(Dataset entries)
//! Offset thresholds for floating scroll controls.

use super::throttle::{Offer, Throttle};

/// `offset > threshold`; exactly at the threshold is still hidden.
pub fn above(offset: f64, threshold: f64) -> bool {
    offset > threshold
}

/// `offset < threshold`.
pub fn below(offset: f64, threshold: f64) -> bool {
    offset < threshold
}

#[derive(Clone, Debug, PartialEq)]
pub enum ScrollUpdate {
    /// Visibility flipped to this value.
    Changed(bool),
    Unchanged,
    /// Offset held back; flush after `delay_ms`.
    Scheduled { delay_ms: f64 },
}

/// Visibility of a scroll-to-top control, recomputed at most once per
/// throttle interval.
#[derive(Clone, Debug)]
pub struct ScrollTopAffordance {
    threshold: f64,
    throttle: Throttle<f64>,
    visible: bool,
}

impl ScrollTopAffordance {
    pub fn new(threshold: f64, throttle_ms: f64) -> Self {
        Self {
            threshold,
            throttle: Throttle::new(throttle_ms),
            visible: false,
        }
    }

    #[cfg(test)]
    pub fn is_visible(&self) -> bool {
        self.visible
    }

    pub fn on_scroll(&mut self, offset: f64, now: f64) -> ScrollUpdate {
        match self.throttle.offer(offset, now) {
            Offer::Emit(offset) => self.apply(offset),
            Offer::Deferred { delay_ms } => ScrollUpdate::Scheduled { delay_ms },
            Offer::Coalesced => ScrollUpdate::Unchanged,
        }
    }

    pub fn flush(&mut self, now: f64) -> ScrollUpdate {
        match self.throttle.flush(now) {
            Some(offset) => self.apply(offset),
            None => ScrollUpdate::Unchanged,
        }
    }

    pub fn dispose(&mut self) {
        self.throttle.cancel();
    }

    fn apply(&mut self, offset: f64) -> ScrollUpdate {
        let visible = above(offset, self.threshold);
        if visible == self.visible {
            return ScrollUpdate::Unchanged;
        }
        self.visible = visible;
        ScrollUpdate::Changed(visible)
    }
}

#[cfg(test)]
mod tests {
    use super::*;
    use proptest::prelude::*;

    #[test]
    fn boundary_is_exclusive() {
        assert!(!above(500.0, 500.0));
        assert!(above(501.0, 500.0));
        assert!(below(199.0, 200.0));
        assert!(!below(200.0, 200.0));
    }

    #[test]
    fn reports_only_changes() {
        let mut affordance = ScrollTopAffordance::new(500.0, 100.0);
        assert_eq!(affordance.on_scroll(200.0, 0.0), ScrollUpdate::Unchanged);
        assert_eq!(affordance.on_scroll(900.0, 150.0), ScrollUpdate::Changed(true));
        assert_eq!(affordance.on_scroll(950.0, 300.0), ScrollUpdate::Unchanged);
        assert_eq!(affordance.on_scroll(500.0, 450.0), ScrollUpdate::Changed(false));
        assert!(!affordance.is_visible());
    }

    #[test]
    fn fast_scroll_lands_on_final_offset() {
        let mut affordance = ScrollTopAffordance::new(500.0, 100.0);
        affordance.on_scroll(0.0, 0.0);
        assert_eq!(
            affordance.on_scroll(300.0, 20.0),
            ScrollUpdate::Scheduled { delay_ms: 80.0 }
        );
        assert_eq!(affordance.on_scroll(501.0, 40.0), ScrollUpdate::Unchanged);
        assert_eq!(affordance.flush(60.0), ScrollUpdate::Unchanged);
        assert!(!affordance.is_visible());
        assert_eq!(affordance.flush(100.0), ScrollUpdate::Changed(true));
    }

    proptest! {
        #[test]
        fn visible_iff_above_threshold(offset in 0.0f64..10_000.0) {
            let mut affordance = ScrollTopAffordance::new(500.0, 100.0);
            affordance.on_scroll(offset, 0.0);
            prop_assert_eq!(affordance.is_visible(), offset > 500.0);
        }
    }
}
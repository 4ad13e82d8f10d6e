use yew::prelude::*;

use crate::hooks::{scroll_to_top, use_scroll_top};

#[function_component(ScrollTopButton)]
pub fn scroll_top_button() -> Html {
    let visible = use_scroll_top();
    let onclick = Callback::from(|_: MouseEvent| scroll_to_top());

    html! {
        <>
            <button
                class={classes!("scroll-top-button", visible.then_some("visible"))}
                aria-label="Scroll to top"
                aria-hidden={(!visible).to_string()}
                {onclick}
            >
                {"↑"}
            </button>
            <style>
                {r#"
                .scroll-top-button {
                    position: fixed;
                    bottom: 2rem;
                    right: 2rem;
                    z-index: 40;
                    width: 3rem;
                    height: 3rem;
                    border: none;
                    border-radius: 50%;
                    background: #FFD700;
                    color: #1B2431;
                    font-size: 1.25rem;
                    cursor: pointer;
                    box-shadow: 0 10px 15px rgba(0,0,0,0.2);
                    opacity: 0;
                    pointer-events: none;
                    transform: translateY(20px);
                    transition: opacity 0.3s ease, transform 0.3s ease;
                }
                .scroll-top-button.visible {
                    opacity: 1;
                    pointer-events: auto;
                    transform: translateY(0);
                }
                "#}
            </style>
        </>
    }
}
use std::cell::RefCell;
use std::rc::Rc;

use gloo_timers::callback::Timeout;
use log::debug;
use wasm_bindgen::closure::Closure;
use wasm_bindgen::JsCast;
use web_sys::js_sys::Function;
use web_sys::{Element, MouseEvent};
use yew::prelude::*;

use super::{now, use_motion_config, viewport_width};
use crate::motion::{PointerFollow, PointerPosition, PointerUpdate};

/// Pointer position relative to `container`, or `None` while the viewport
/// is at or below the mobile breakpoint.
#[hook]
pub fn use_pointer_follow(container: NodeRef) -> Option<PointerPosition> {
    let config = use_motion_config();
    let follow = use_mut_ref(|| {
        PointerFollow::new(f64::from(config.pointer_throttle_ms), config.mobile_breakpoint)
    });
    let enabled = use_state_eq(|| false);
    let position = use_state_eq(|| None::<PointerPosition>);

    // Width decides whether the pointer listener exists at all.
    {
        let follow = follow.clone();
        let enabled = enabled.clone();
        let position = position.clone();
        use_effect_with_deps(
            move |_| {
                let sync = move || {
                    let flipped = follow.borrow_mut().set_viewport_width(viewport_width());
                    if flipped {
                        let on = follow.borrow().is_enabled();
                        debug!("Pointer follow {}", if on { "enabled" } else { "disabled" });
                        enabled.set(on);
                        if !on {
                            position.set(None);
                        }
                    }
                };
                sync();

                let window = web_sys::window();
                let on_resize = Closure::<dyn FnMut()>::new(sync);
                if let Some(window) = &window {
                    let _ = window
                        .add_event_listener_with_callback("resize", on_resize.as_ref().unchecked_ref());
                }

                move || {
                    if let Some(window) = window {
                        let _ = window.remove_event_listener_with_callback(
                            "resize",
                            on_resize.as_ref().unchecked_ref(),
                        );
                    }
                }
            },
            (),
        );
    }

    {
        let follow = follow.clone();
        let position = position.clone();
        use_effect_with_deps(
            move |enabled| {
                let mut listener: Option<(web_sys::Window, Closure<dyn FnMut(MouseEvent)>)> = None;
                let flush_timer: Rc<RefCell<Option<Timeout>>> = Rc::new(RefCell::new(None));

                if *enabled {
                    let follow = follow.clone();
                    let flush_timer = flush_timer.clone();
                    let on_move = Closure::<dyn FnMut(MouseEvent)>::new(move |e: MouseEvent| {
                        let origin = container
                            .cast::<Element>()
                            .map(|el| {
                                let rect = el.get_bounding_client_rect();
                                (rect.left(), rect.top())
                            })
                            .unwrap_or((0.0, 0.0));
                        let at = now();
                        let update = follow.borrow_mut().on_pointer_move(
                            f64::from(e.client_x()),
                            f64::from(e.client_y()),
                            origin,
                            at,
                        );
                        match update {
                            PointerUpdate::Applied(p) => position.set(Some(p)),
                            PointerUpdate::Scheduled { delay_ms } => {
                                let due = at + delay_ms;
                                let follow = follow.clone();
                                let position = position.clone();
                                let timeout = Timeout::new(delay_ms.ceil() as u32, move || {
                                    let flushed = follow.borrow_mut().flush(now().max(due));
                                    if let Some(p) = flushed {
                                        position.set(Some(p));
                                    }
                                });
                                *flush_timer.borrow_mut() = Some(timeout);
                            }
                            PointerUpdate::Coalesced | PointerUpdate::Ignored => {}
                        }
                    });

                    if let Some(window) = web_sys::window() {
                        let callback: &Function = on_move.as_ref().unchecked_ref();
                        let _ = window.add_event_listener_with_callback("mousemove", callback);
                        listener = Some((window, on_move));
                    }
                }

                move || {
                    if let Some((window, on_move)) = listener {
                        let callback: &Function = on_move.as_ref().unchecked_ref();
                        let _ = window.remove_event_listener_with_callback("mousemove", callback);
                    }
                    flush_timer.borrow_mut().take();
                    follow.borrow_mut().cancel_pending();
                }
            },
            *enabled,
        );
    }

    {
        let follow = follow.clone();
        use_effect_with_deps(move |_| move || follow.borrow_mut().dispose(), ());
    }

    *position
}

Work to complete: Search the data above for the string "hidden" and return every line that has it.

Task response:
/// `offset > threshold`; exactly at the threshold is still hidden.
                aria-hidden={(!visible).to_string()}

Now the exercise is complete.